**Exercise**
Go over the lines below, and when one contains the word "TableReport", copy it.

**Record set**

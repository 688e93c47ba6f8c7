//! Per-table pipeline execution.
//!
//! - [`TableJob`]: drives one table through extract, tokenize, project and write
//! - [`TableReport`]: per-table outcome recorded in the run result
//! - [`RetryPolicy`]: bounded exponential backoff for transient failures

mod job;
mod retry;

pub use job::{JobSettings, RowFailure, TableJob, TableReport, TableStatus};
pub use retry::RetryPolicy;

**Answer for this exercise**
//! - [`TableReport`]: per-table outcome recorded in the run result
pub use job::{JobSettings, RowFailure, TableJob, TableReport, TableStatus};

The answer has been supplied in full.